[Stored items from a collection]
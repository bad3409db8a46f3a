//! 解码器 trait 定义.
//!
//! 每次调用 `decode()` 处理一个完整的访问单元, 返回本次的处理状态以及
//! (可能的) 一幅按显示顺序选出的图像.

use std::sync::{Arc, Mutex, MutexGuard, PoisonError};

use hwdec_core::HwDecResult;

use crate::access_unit::AccessUnit;
use crate::frame::{DisplayPicture, SampleHandle};

/// 访问单元被跳过的原因
#[derive(Debug, Clone, Copy, PartialEq, Eq)]
pub enum SkipReason {
    /// 访问单元中没有切片
    NoSlices,
    /// 切片数超过切片控制记录容量
    TooManySlices,
    /// 码流缓冲区放不下全部切片
    BitstreamOverflow,
}

/// 单个访问单元的处理状态
///
/// 加速器硬错误不在此列, 通过 `Err(HwDecError::Accelerator(..))` 返回.
#[derive(Debug, Clone, Copy, PartialEq, Eq)]
pub enum DecodeStatus {
    /// 已提交硬件解码
    Ready,
    /// 参数集尚未就绪, 等待后续访问单元
    NotReady,
    /// 刷新后等待 IDR, 非 IDR 访问单元被拒绝
    RejectUntilIdr,
    /// 访问单元被丢弃
    Skipped(SkipReason),
    /// 表面池耗尽, 解码器已复位
    HardwareExhausted,
}

impl DecodeStatus {
    /// 是否提交了硬件解码
    pub fn is_ready(&self) -> bool {
        matches!(self, Self::Ready)
    }
}

/// 单个访问单元的解码结果
#[derive(Debug, Clone)]
pub struct DecodeOutcome {
    /// 处理状态
    pub status: DecodeStatus,
    /// 消耗的字节数
    pub bytes_consumed: usize,
    /// 是否产出了完整的一帧
    pub frame_ready: bool,
    /// 按显示顺序选出的图像 (硬件路径)
    pub picture: Option<DisplayPicture>,
}

impl DecodeOutcome {
    /// 没有图像输出的结果
    pub fn status(status: DecodeStatus, bytes_consumed: usize) -> Self {
        Self {
            status,
            bytes_consumed,
            frame_ready: false,
            picture: None,
        }
    }

    /// 硬件路径的结果
    pub fn with_picture(bytes_consumed: usize, picture: Option<DisplayPicture>) -> Self {
        Self {
            status: DecodeStatus::Ready,
            bytes_consumed,
            frame_ready: picture.is_some(),
            picture,
        }
    }
}

/// 解码器 trait
///
/// 解码流程:
/// 1. 调用 `decode()` 送入一个访问单元和本次可用的输出样本
/// 2. 根据返回状态决定是否交付样本
/// 3. seek 或新片段开始时调用 `flush()`
pub trait Decoder: Send {
    /// 获取解码器名称
    fn name(&self) -> &str;

    /// 解码一个访问单元
    fn decode(&mut self, unit: &AccessUnit, sample: &SampleHandle) -> HwDecResult<DecodeOutcome>;

    /// 刷新解码器, 清空内部状态
    fn flush(&mut self);
}

/// 可跨线程共享的解码器
///
/// 宿主串行送入数据, 但 flush 可能在另一个线程到达, 所以解码和刷新在
/// 同一把锁下互斥. 锁覆盖整个硬件提交序列, flush 总会等正在进行的
/// 提交完成 (或其重试耗尽) 后才执行.
pub struct SharedDecoder<D: Decoder> {
    inner: Arc<Mutex<D>>,
}

impl<D: Decoder> Clone for SharedDecoder<D> {
    fn clone(&self) -> Self {
        Self {
            inner: Arc::clone(&self.inner),
        }
    }
}

impl<D: Decoder> SharedDecoder<D> {
    /// 包装解码器
    pub fn new(decoder: D) -> Self {
        Self {
            inner: Arc::new(Mutex::new(decoder)),
        }
    }

    fn lock(&self) -> MutexGuard<'_, D> {
        // 持锁线程 panic 后解码器状态仍然可用: 最坏情况下下一次 flush 会复位
        self.inner.lock().unwrap_or_else(PoisonError::into_inner)
    }

    /// 解码一个访问单元
    pub fn decode(&self, unit: &AccessUnit, sample: &SampleHandle) -> HwDecResult<DecodeOutcome> {
        self.lock().decode(unit, sample)
    }

    /// 刷新解码器
    pub fn flush(&self) {
        self.lock().flush();
    }

    /// 在锁内访问解码器
    pub fn with<R>(&self, f: impl FnOnce(&mut D) -> R) -> R {
        f(&mut self.lock())
    }
}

PROBLEM TO SOLVE :: Copy out each line of the records where the word "usize" appears.

RESPONSE ::
    pub bytes_consumed: usize,
    pub fn status(status: DecodeStatus, bytes_consumed: usize) -> Self {
    pub fn with_picture(bytes_consumed: usize, picture: Option<DisplayPicture>) -> Self {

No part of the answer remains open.